There is an urgent need to improve our diagnostic capabilities and treatment of glioma tumors. This project combines novel genetic and imaging methods that specifically address these needs. In Aim 1 we will explore whether endogenous neuroprecursor cells in adult animals will migrate to tumors in the brain and whether they can be genetically modified to deliver new therapeutic proteins, including secreted forms of the apoptosis-inducing protein, S-TRAIL, to kill tumor cells, as well as a decoy receptor for the vascular endothelial cell growth factor (VEGF) receptor to block angiogenesis. Aim 2 will focus on development of biomolecular sensors to report from the tumor environment. The first sensor will be a metabolically biotinylated cell surface marker synthesized by cells under promoters that respond to angiogenic or hypoxic signals in the tumor. The second sensor will be a caged form of Gaussia luciferase quenched by flanking protein sequences, which can be selectively cleaved by metalloproteinases in the extracellular tumor matrix, thus restoring luciferase activity. Aim 3 will identify peptides displayed on the AAV capsid, which can mediate passage of particles across the blood-tumor barrier. This will involve in vivo selection of a novel AAV peptide-display library designed to isolate infected cells of specific phenotypes from the tumors. Targeting vectors will be tested for improved delivery of biomolecular sensors and therapeutic proteins, and peptides will be evaluated for delivery of other macromolecules to tumors. These studies combine "designer" recombinant proteins, genetically modified cells, and virus vectors with state-of-the-art methods of bioluminescence, fluorescence and MR imaging to monitor delivery and responses using human tumor cells implanted in the periphery and brains of nude mice. We hypothesize that these approaches will allow more efficient diagnosis and objective treatment evaluation of central nervous tumors, with broad applicability to other types of tumors. This work will be carried out in collaboration with Project 4 (fluorescent protein tomography) and Pilot Project 1 (neuroprecursor cell line), and will depend on the Mouse Imaging Core and Chemistry Core.
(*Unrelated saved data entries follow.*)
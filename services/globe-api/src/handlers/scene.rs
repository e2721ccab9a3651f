//! Scene handlers: render requests, layer toggles, camera moves, previews.

use axum::{
    extract::{Extension, Path},
    http::header,
    response::IntoResponse,
    Json,
};
use bytes::Bytes;
use globe_common::{GlobeError, GlobeResult};
use scene::{Camera, Scene};
use serde::{Deserialize, Serialize};
use std::sync::Arc;
use std::time::Instant;
use tracing::{info, instrument};
use uuid::Uuid;

use super::ApiResult;
use crate::metrics;
use crate::pipeline::build_configured_scene;
use crate::render_request::{RenderRequest, RenderResponse, RenderStage, StageReport};
use crate::state::AppState;

async fn built_scene(state: &AppState, key: &str) -> GlobeResult<Arc<Scene>> {
    state
        .scenes
        .get(key)
        .await
        .ok_or_else(|| GlobeError::SceneNotFound(key.to_string()))
}

// ============================================================================
// Render
// ============================================================================

/// POST /api/sessions/:id/scenes/:key/render - Build the scene and return the render request
#[instrument(skip(state))]
pub async fn render_handler(
    Extension(state): Extension<Arc<AppState>>,
    Path((id, key)): Path<(Uuid, String)>,
) -> ApiResult<Json<RenderResponse>> {
    state.sessions.get(id).await?;
    let start = Instant::now();
    let mut stages = Vec::with_capacity(3);

    let scene = build_configured_scene(&state, &key).await?;
    stages.push(StageReport::new(RenderStage::Building, start.elapsed().as_millis() as u64));

    let request = RenderRequest::for_scene(&scene);
    stages.push(StageReport::new(RenderStage::Sending, start.elapsed().as_millis() as u64));

    let already_rendered = state.sessions.mark_rendered(id, &key).await?;
    stages.push(StageReport::new(RenderStage::Ready, start.elapsed().as_millis() as u64));

    metrics::record_render_request(&key, already_rendered);
    info!(
        session = %id,
        scene = %key,
        panels = request.scene.panels.len(),
        already_rendered,
        elapsed_ms = start.elapsed().as_millis() as u64,
        "Render request prepared"
    );

    Ok(Json(RenderResponse {
        session_id: id.to_string(),
        scene_key: key,
        already_rendered,
        stages,
        request,
    }))
}

// ============================================================================
// Layer Visibility
// ============================================================================

#[derive(Debug, Deserialize)]
pub struct VisibilityBody {
    pub visible: bool,
}

#[derive(Debug, Serialize)]
pub struct VisibilityChange {
    pub scene: String,
    pub panel: usize,
    pub layer: String,
    pub previous: bool,
    pub visible: bool,
}

/// PUT /api/scenes/:key/panels/:panel/layers/:name/visibility - Show or hide a layer
#[instrument(skip(state))]
pub async fn visibility_handler(
    Extension(state): Extension<Arc<AppState>>,
    Path((key, panel, name)): Path<(String, usize, String)>,
    Json(body): Json<VisibilityBody>,
) -> ApiResult<Json<VisibilityChange>> {
    let scene = built_scene(&state, &key).await?;
    let previous = scene.set_layer_visibility(panel, &name, body.visible)?;
    metrics::record_layer_toggle(&name);

    Ok(Json(VisibilityChange {
        scene: key,
        panel,
        layer: name,
        previous,
        visible: body.visible,
    }))
}

// ============================================================================
// Camera
// ============================================================================

#[derive(Debug, Deserialize)]
pub struct OrbitBody {
    pub azimuth_deg: f64,
}

#[derive(Debug, Serialize)]
pub struct CameraMoved {
    pub scene: String,
    pub panel: usize,
    pub camera: Camera,
    /// Panels whose view moved with this one, including itself
    pub moved_panels: Vec<usize>,
}

/// POST /api/scenes/:key/panels/:panel/camera/orbit - Rotate a panel camera about the polar axis
#[instrument(skip(state))]
pub async fn orbit_handler(
    Extension(state): Extension<Arc<AppState>>,
    Path((key, panel)): Path<(String, usize)>,
    Json(body): Json<OrbitBody>,
) -> ApiResult<Json<CameraMoved>> {
    if !body.azimuth_deg.is_finite() {
        return Err(GlobeError::InvalidParameter {
            param: "azimuth_deg".to_string(),
            message: "must be a finite number".to_string(),
        }
        .into());
    }

    let scene = built_scene(&state, &key).await?;
    let camera = scene.orbit_camera(panel, body.azimuth_deg)?;

    let moved = scene.panel(panel)?;
    let moved_panels = scene
        .panels()
        .iter()
        .filter(|p| p.shares_camera_with(moved))
        .map(|p| p.index())
        .collect();

    Ok(Json(CameraMoved {
        scene: key,
        panel,
        camera,
        moved_panels,
    }))
}

// ============================================================================
// Preview
// ============================================================================

/// GET /api/scenes/:key/panels/:panel/preview.png - Software-rendered view of a panel
#[instrument(skip(state))]
pub async fn preview_handler(
    Extension(state): Extension<Arc<AppState>>,
    Path((key, panel)): Path<(String, usize)>,
) -> ApiResult<impl IntoResponse> {
    let scene = built_scene(&state, &key).await?;
    scene.panel(panel)?;

    let png = tokio::task::spawn_blocking(move || scene.render_panel_png(panel))
        .await
        .map_err(|e| GlobeError::InternalError(format!("preview task failed: {}", e)))??;
    metrics::record_preview();

    Ok((
        [
            (header::CONTENT_TYPE, "image/png"),
            (header::CACHE_CONTROL, "no-store"),
        ],
        Bytes::from(png),
    ))
}
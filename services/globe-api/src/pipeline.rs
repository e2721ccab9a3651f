//! Load a configured scene's grids and build the scene.

use std::sync::Arc;

use globe_common::{GlobeError, GlobeResult, Grid};
use grid_loader::GridLoader;
use renderer::colormap;
use scene::Scene;
use tracing::{info, instrument, warn};

use crate::config::SceneConfig;
use crate::state::AppState;

/// Load every panel grid concurrently.
///
/// All outcomes are inspected: successful grids stay cached even when a
/// sibling fails, and the returned error names every failed source.
pub async fn load_panel_grids(loader: &GridLoader, config: &SceneConfig) -> GlobeResult<Vec<Arc<Grid>>> {
    let sources = config.sources();
    let outcomes = loader.load_all(&sources).await;

    let mut grids = Vec::with_capacity(outcomes.len());
    let mut failures = Vec::new();
    for (source, outcome) in sources.iter().zip(outcomes) {
        match outcome {
            Ok(grid) => {
                info!(source = %source.cache_key(), shape = ?grid.shape(), "Panel grid ready");
                grids.push(grid);
            }
            Err(e) => {
                warn!(source = %source.cache_key(), error = %e, "Panel grid failed");
                failures.push((source.cache_key(), e));
            }
        }
    }

    match failures.len() {
        0 => Ok(grids),
        1 => Err(failures.remove(0).1),
        _ => Err(GlobeError::DataReadError(
            failures
                .iter()
                .map(|(source, e)| format!("{}: {}", source, e))
                .collect::<Vec<_>>()
                .join("; "),
        )),
    }
}

/// Build (or fetch) the configured scene `key`.
///
/// An already built scene is returned without touching the grid loader.
#[instrument(skip(state))]
pub async fn build_configured_scene(state: &AppState, key: &str) -> GlobeResult<Arc<Scene>> {
    if let Some(scene) = state.scenes.get(key).await {
        return Ok(scene);
    }

    let config = state
        .config
        .scene(key)
        .ok_or_else(|| GlobeError::SceneNotFound(key.to_string()))?;

    let grids = load_panel_grids(&state.grids, config).await?;
    let (lo, hi) = config.color_range.unwrap_or(state.scenes.style().color_range);

    state
        .scenes
        .build_scene_with(key, &grids, &config.labels(), colormap::coolwarm(lo, hi))
        .await
}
我们迫切需要提高我们对胶质瘤的诊断和治疗能力。这个项目 结合了新的基因和成像方法，专门满足了这些需求。在目标1中，我们将探索 成年动物的内源性神经前体细胞是否会迁移到脑肿瘤，以及 它们可以通过基因改造来传递新的治疗性蛋白质，包括分泌形式的 杀伤肿瘤细胞的凋亡诱导蛋白S-TRAIL，以及血管的诱骗受体 血管内皮细胞生长因子受体阻断血管生成。目标2将专注于开发 生物分子传感器从肿瘤环境中报告。第一个传感器将是新陈代谢的 细胞在血管生成或缺氧反应启动子作用下合成的生物素化细胞表面标记 肿瘤中的信号。第二个传感器将是笼形的高斯荧光素酶，通过侧翼淬灭。 蛋白质序列，可被细胞外肿瘤基质中的金属蛋白酶选择性切割， 从而恢复荧光素酶的活性。AIM 3将识别显示在AAV衣壳上的多肽，这可以 调节粒子通过血液-肿瘤屏障。这将涉及到体内选择一种新型的AAV 为从肿瘤中分离特定表型的感染细胞而设计的多肽展示文库。瞄准 将对载体进行测试，以改进生物分子传感器、治疗性蛋白质和多肽的传递 将被评估是否将其他大分子输送到肿瘤。这些研究结合了“设计师” 重组蛋白、转基因细胞和病毒载体 生物发光、荧光和磁共振成像用于监测人体肿瘤细胞的传递和反应 植入裸鼠的外周和脑内。我们假设这些方法将允许更多 中枢神经肿瘤的有效诊断和客观治疗评价，具有广泛的适用性 其他类型的肿瘤。这项工作将与项目4(荧光蛋白)合作进行 断层扫描)和试点项目1(神经前体细胞系)，并将取决于小鼠成像核心和 化学核心。